2022-12-23

Managing Complex Application Architectures with Apache Kafka

Summary
The Growing Complexity of Application Structures
What is Kafka?
Key Features of Kafka
High Availability: Partition Replication
Kafka Partitioner
Consumer Lag

Summary

Reasons to use Kafka:

Decouples source and target applications
Scalable & Fault-Tolerant architecture
Supports high-throughput data streaming
Flexible partitioning and replication
Handles real-time data processing efficiently

The Growing Complexity of Application Structures

As the number of source (sending) and target (receiving) applications increases, data pipelines become more complex, requiring efficient data processing systems.

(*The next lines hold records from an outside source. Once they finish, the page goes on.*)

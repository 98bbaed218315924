//! Cache Entry Module
//!
//! Defines a single cached entry and its staleness rule.

use std::time::Duration;

use chrono::{DateTime, Utc};

// == Cache Entry ==
/// A key, its opaque value and the absolute instant it stops being live.
#[derive(Debug, Clone, PartialEq)]
pub struct CacheEntry<V> {
    /// The key this entry is indexed under
    pub key: String,
    /// The stored payload, never inspected by the cache
    pub value: V,
    /// Expiration instant; the entry is stale at or after it
    pub expires_at: DateTime<Utc>,
}

impl<V> CacheEntry<V> {
    // == Constructor ==
    /// Creates an entry that expires `ttl` after `now`.
    pub fn new(key: String, value: V, ttl: Duration, now: DateTime<Utc>) -> Self {
        Self {
            key,
            value,
            expires_at: expiry_after(now, ttl),
        }
    }

    // == Is Stale ==
    /// Checks whether the entry has expired as of `now`.
    ///
    /// Boundary condition: an entry whose `expires_at` equals `now` is stale,
    /// so a zero TTL produces an entry that is never observed as live.
    pub fn is_stale(&self, now: DateTime<Utc>) -> bool {
        self.expires_at <= now
    }

    // == Refresh ==
    /// Replaces the value and restarts the TTL from `now`.
    pub fn refresh(&mut self, value: V, ttl: Duration, now: DateTime<Utc>) {
        self.value = value;
        self.expires_at = expiry_after(now, ttl);
    }
}

// == Utility Functions ==
/// Computes `now + ttl`, saturating at the latest representable instant.
pub fn expiry_after(now: DateTime<Utc>, ttl: Duration) -> DateTime<Utc> {
    chrono::Duration::from_std(ttl)
        .ok()
        .and_then(|delta| now.checked_add_signed(delta))
        .unwrap_or(DateTime::<Utc>::MAX_UTC)
}
//! Error types for the cache server
//!
//! Provides unified error handling using thiserror.

use axum::{
    http::StatusCode,
    response::{IntoResponse, Response},
    Json,
};

use crate::models::ErrorResponse;
use thiserror::Error;

// == Cache Error Enum ==
/// Unified error type for the cache engine and its HTTP layer.
#[derive(Error, Debug, Clone, PartialEq, Eq)]
pub enum CacheError {
    /// Key has no entry
    #[error("Key not found: {0}")]
    NotFound(String),

    /// Key had an entry whose TTL elapsed; the entry has been purged
    #[error("Key expired: {0}")]
    Expired(String),

    /// Malformed or invalid request data
    #[error("Invalid request: {0}")]
    InvalidRequest(String),
}

impl CacheError {
    /// HTTP status this error maps to.
    pub fn status_code(&self) -> StatusCode {
        match self {
            CacheError::NotFound(_) | CacheError::Expired(_) => StatusCode::NOT_FOUND,
            CacheError::InvalidRequest(_) => StatusCode::BAD_REQUEST,
        }
    }
}

// == IntoResponse Implementation ==
impl IntoResponse for CacheError {
    fn into_response(self) -> Response {
        (self.status_code(), Json(ErrorResponse::new(self.to_string()))).into_response()
    }
}

// == Result Type Alias ==
/// Convenience Result type for the cache server.
pub type Result<T> = std::result::Result<T, CacheError>;
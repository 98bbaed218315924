//! Cache Statistics Module
//!
//! Tracks lookup outcomes, expirations and capacity evictions.

use serde::Serialize;

// == Cache Stats ==
/// Operational counters for a cache instance.
#[derive(Debug, Clone, Default, PartialEq, Serialize)]
pub struct CacheStats {
    /// Lookups that returned a live value
    pub hits: u64,
    /// Lookups that found nothing or found a stale entry
    pub misses: u64,
    /// Stale entries purged on access
    pub expirations: u64,
    /// Entries dropped to make room for a new key
    pub evictions: u64,
    /// Entries physically held, live or stale
    pub total_entries: usize,
    /// Maximum number of entries
    pub capacity: usize,
}

impl CacheStats {
    // == Constructor ==
    /// Creates zeroed counters for a cache of the given capacity.
    pub fn new(capacity: usize) -> Self {
        Self {
            capacity,
            ..Self::default()
        }
    }

    // == Hit Rate ==
    /// Returns hits / (hits + misses), or 0.0 if no lookups have been made.
    pub fn hit_rate(&self) -> f64 {
        let total = self.hits + self.misses;
        if total == 0 {
            0.0
        } else {
            self.hits as f64 / total as f64
        }
    }

    pub fn record_hit(&mut self) {
        self.hits += 1;
    }

    pub fn record_miss(&mut self) {
        self.misses += 1;
    }

    pub fn record_expiration(&mut self) {
        self.expirations += 1;
    }

    pub fn record_eviction(&mut self) {
        self.evictions += 1;
    }

    pub fn set_total_entries(&mut self, count: usize) {
        self.total_entries = count;
    }
}
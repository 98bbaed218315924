//! API Handlers
//!
//! HTTP request handlers translating requests into cache engine calls.

use std::sync::Arc;
use std::time::Duration;

use axum::{
    extract::{rejection::JsonRejection, Path, State},
    http::StatusCode,
    response::{IntoResponse, Response},
    Json,
};
use serde_json::Value;
use tracing::{debug, info, warn};

use crate::cache::SharedCache;
use crate::config::Config;
use crate::error::{CacheError, Result};
use crate::models::{
    validate_key, GetAllResponse, GetResponse, PingResponse, PutRequest, PutResponse,
    StatsResponse,
};

/// Cache of arbitrary JSON values served by the API.
pub type JsonCache = SharedCache<Value>;

/// Application state shared across all handlers.
#[derive(Clone)]
pub struct AppState {
    /// The cache engine
    pub cache: Arc<JsonCache>,
    /// TTL used when a PUT supplies none
    pub default_ttl: Duration,
}

impl AppState {
    /// Creates a new AppState around an existing cache.
    pub fn new(cache: JsonCache, default_ttl: Duration) -> Self {
        Self {
            cache: Arc::new(cache),
            default_ttl,
        }
    }

    /// Creates a new AppState from configuration.
    pub fn from_config(config: &Config) -> Self {
        Self::new(SharedCache::new(config.cache_size), config.default_cache_ttl)
    }
}

/// Handler for GET /api/ping
pub async fn ping_handler() -> Json<PingResponse> {
    info!("health check");
    Json(PingResponse::healthy())
}

/// Handler for POST /api/lru
///
/// Stores a value under a key with an optional TTL in seconds.
pub async fn put_handler(
    State(state): State<AppState>,
    payload: std::result::Result<Json<PutRequest>, JsonRejection>,
) -> Result<(StatusCode, Json<PutResponse>)> {
    let Json(req) = payload.map_err(|rejection| {
        warn!("failed to decode put request body: {}", rejection.body_text());
        CacheError::InvalidRequest(rejection.body_text())
    })?;

    if let Some(error_msg) = req.validate() {
        warn!("rejected put request: {}", error_msg);
        return Err(CacheError::InvalidRequest(error_msg));
    }

    let ttl = req.effective_ttl(state.default_ttl);
    state.cache.put(req.key.clone(), req.value, ttl).await;
    debug!(key = %req.key, ttl_secs = ttl.as_secs(), "stored key");

    Ok((StatusCode::CREATED, Json(PutResponse::new(req.key))))
}

/// Handler for GET /api/lru/:key
pub async fn get_handler(
    State(state): State<AppState>,
    Path(key): Path<String>,
) -> Result<Json<GetResponse>> {
    check_key(&key)?;

    let (value, expires_at) = state.cache.get(&key).await.map_err(|err| {
        warn!(key = %key, "failed to get key: {}", err);
        err
    })?;

    Ok(Json(GetResponse::new(key, value, expires_at)))
}

/// Handler for GET /api/lru
///
/// Returns every live entry, or 204 when there is none.
pub async fn get_all_handler(State(state): State<AppState>) -> Response {
    let (keys, values) = state.cache.get_all().await;

    if keys.is_empty() {
        info!("cache is empty");
        return StatusCode::NO_CONTENT.into_response();
    }

    Json(GetAllResponse::new(keys, values)).into_response()
}

/// Handler for DELETE /api/lru/:key
pub async fn evict_handler(
    State(state): State<AppState>,
    Path(key): Path<String>,
) -> Result<StatusCode> {
    check_key(&key)?;

    state.cache.evict(&key).await.map_err(|err| {
        warn!(key = %key, "failed to evict key: {}", err);
        err
    })?;
    debug!(key = %key, "evicted key");

    Ok(StatusCode::NO_CONTENT)
}

/// Handler for DELETE /api/lru
pub async fn evict_all_handler(State(state): State<AppState>) -> StatusCode {
    state.cache.evict_all().await;
    debug!("evicted all keys");
    StatusCode::NO_CONTENT
}

/// Handler for GET /api/stats
pub async fn stats_handler(State(state): State<AppState>) -> Json<StatsResponse> {
    Json(state.cache.stats().await.into())
}

fn check_key(key: &str) -> Result<()> {
    match validate_key(key) {
        Some(error_msg) => {
            warn!("rejected key: {}", error_msg);
            Err(CacheError::InvalidRequest(error_msg))
        }
        None => Ok(()),
    }
}
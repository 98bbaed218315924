//! API Module
//!
//! HTTP handlers and routing for the cache server REST API.
//!
//! # Endpoints
//! - `GET /api/ping` - Health check
//! - `POST /api/lru` - Store a value under a key
//! - `GET /api/lru/:key` - Retrieve a value by key
//! - `GET /api/lru` - List every live entry
//! - `DELETE /api/lru/:key` - Remove a key
//! - `DELETE /api/lru` - Remove every key
//! - `GET /api/stats` - Cache counters

pub mod handlers;
pub mod routes;

pub use handlers::*;
pub use routes::create_router;
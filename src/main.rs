//! LRU TTL Cache - An in-memory key/value cache server
//!
//! Bounded capacity with least-recently-used eviction and per-entry
//! time-to-live, expired lazily on access.

use anyhow::Context;
use tokio::signal;
use tracing::{error, info};
use tracing_subscriber::{filter::LevelFilter, layer::SubscriberExt, util::SubscriberInitExt};

use lru_ttl_cache::{api::create_router, AppState, Config};

/// Main entry point for the cache server.
///
/// # Startup Sequence
/// 1. Load configuration from flags and environment variables
/// 2. Initialize tracing subscriber for logging
/// 3. Create the cache with the configured capacity
/// 4. Create Axum router with all endpoints
/// 5. Start HTTP server on the configured address
/// 6. Handle graceful shutdown on SIGINT/SIGTERM
#[tokio::main]
async fn main() -> anyhow::Result<()> {
    let config = Config::load();
    init_tracing(config.log_level);

    info!(
        "Configuration loaded: cache_size={}, default_cache_ttl={}, server_host_port={}",
        config.cache_size,
        humantime::format_duration(config.default_cache_ttl),
        config.server_host_port
    );

    let state = AppState::from_config(&config);
    let app = create_router(state);

    let listener = tokio::net::TcpListener::bind(&config.server_host_port)
        .await
        .with_context(|| format!("failed to bind {}", config.server_host_port))?;
    info!("Server listening on http://{}", listener.local_addr()?);

    axum::serve(listener, app)
        .with_graceful_shutdown(shutdown_signal())
        .await
        .context("server error")?;

    info!("Server shutdown complete");
    Ok(())
}

/// Installs the global subscriber. `RUST_LOG` wins over the configured level.
fn init_tracing(level: LevelFilter) {
    tracing_subscriber::registry()
        .with(
            tracing_subscriber::EnvFilter::builder()
                .with_default_directive(level.into())
                .from_env_lossy(),
        )
        .with(tracing_subscriber::fmt::layer())
        .init();
}

/// Waits for shutdown signal (Ctrl+C or SIGTERM).
async fn shutdown_signal() {
    let ctrl_c = async {
        if let Err(err) = signal::ctrl_c().await {
            error!("Failed to install Ctrl+C handler: {}", err);
            std::future::pending::<()>().await;
        }
    };

    #[cfg(unix)]
    let terminate = async {
        match signal::unix::signal(signal::unix::SignalKind::terminate()) {
            Ok(mut sigterm) => {
                sigterm.recv().await;
            }
            Err(err) => {
                error!("Failed to install SIGTERM handler: {}", err);
                std::future::pending::<()>().await;
            }
        }
    };

    #[cfg(not(unix))]
    let terminate = std::future::pending::<()>();

    tokio::select! {
        _ = ctrl_c => {
            info!("Received Ctrl+C, initiating shutdown...");
        }
        _ = terminate => {
            info!("Received SIGTERM, initiating shutdown...");
        }
    }
}
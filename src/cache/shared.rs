//! Shared Cache Module
//!
//! The engine handed to request handlers: a [`CacheStore`] behind a single
//! exclusive lock.

use std::num::NonZeroUsize;
use std::time::Duration;

use chrono::{DateTime, Utc};
use tokio::sync::Mutex;

use crate::cache::{CacheStats, CacheStore};
use crate::error::Result;

// == Shared Cache ==
/// Thread-safe LRU+TTL cache.
///
/// Every operation, lookups included, holds the one mutex for its whole
/// duration. Lookups reorder recency and purge stale entries, so there is no
/// shared read mode. The lock is never held across an await point; a caller
/// that drops the future while waiting for the lock abandons the call with no
/// effect.
#[derive(Debug)]
pub struct SharedCache<V> {
    inner: Mutex<CacheStore<V>>,
    capacity: NonZeroUsize,
}

impl<V> SharedCache<V> {
    /// Creates an empty cache holding at most `capacity` entries.
    pub fn new(capacity: NonZeroUsize) -> Self {
        Self {
            inner: Mutex::new(CacheStore::new(capacity)),
            capacity,
        }
    }

    /// Inserts or updates `key` so that it expires `ttl` from now.
    pub async fn put(&self, key: impl Into<String>, value: V, ttl: Duration) {
        self.inner.lock().await.put(key.into(), value, ttl);
    }

    /// Removes `key` regardless of staleness and returns its value.
    pub async fn evict(&self, key: &str) -> Result<V> {
        self.inner.lock().await.evict(key)
    }

    /// Drops every entry.
    pub async fn evict_all(&self) {
        self.inner.lock().await.evict_all();
    }

    pub async fn stats(&self) -> CacheStats {
        self.inner.lock().await.stats()
    }

    /// Number of entries physically held, including not yet purged stale ones.
    pub async fn len(&self) -> usize {
        self.inner.lock().await.len()
    }

    pub async fn is_empty(&self) -> bool {
        self.inner.lock().await.is_empty()
    }

    pub fn capacity(&self) -> NonZeroUsize {
        self.capacity
    }
}

impl<V: Clone> SharedCache<V> {
    /// Looks up `key`; see [`CacheStore::get_at`] for the expiry rules.
    pub async fn get(&self, key: &str) -> Result<(V, DateTime<Utc>)> {
        self.inner.lock().await.get(key)
    }

    /// Returns live keys and values, most recently used first.
    pub async fn get_all(&self) -> (Vec<String>, Vec<V>) {
        self.inner.lock().await.get_all()
    }
}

@Figure 1: Increasing complexity in application data pipelines

Challenges of Complex Data Pipelines:

Difficult Deployment: More dependencies lead to complex release cycles.
Harder Issue Detection: Identifying failure points becomes challenging.
Protocol Diversity: Different applications use different communication methods, increasing processing workload.

What is Kafka?

Apache Kafka is an open-source distributed event streaming platform originally developed by LinkedIn. If you’re interested in Kafka’s implementation at LinkedIn, check out Kafka Ecosystem at LinkedIn.

Why Use Kafka?

Kafka’s primary goal is to decouple source and target applications, ensuring:

Producers (source applications) only need to send data to Kafka.
Consumers (target applications) only need to fetch data from Kafka.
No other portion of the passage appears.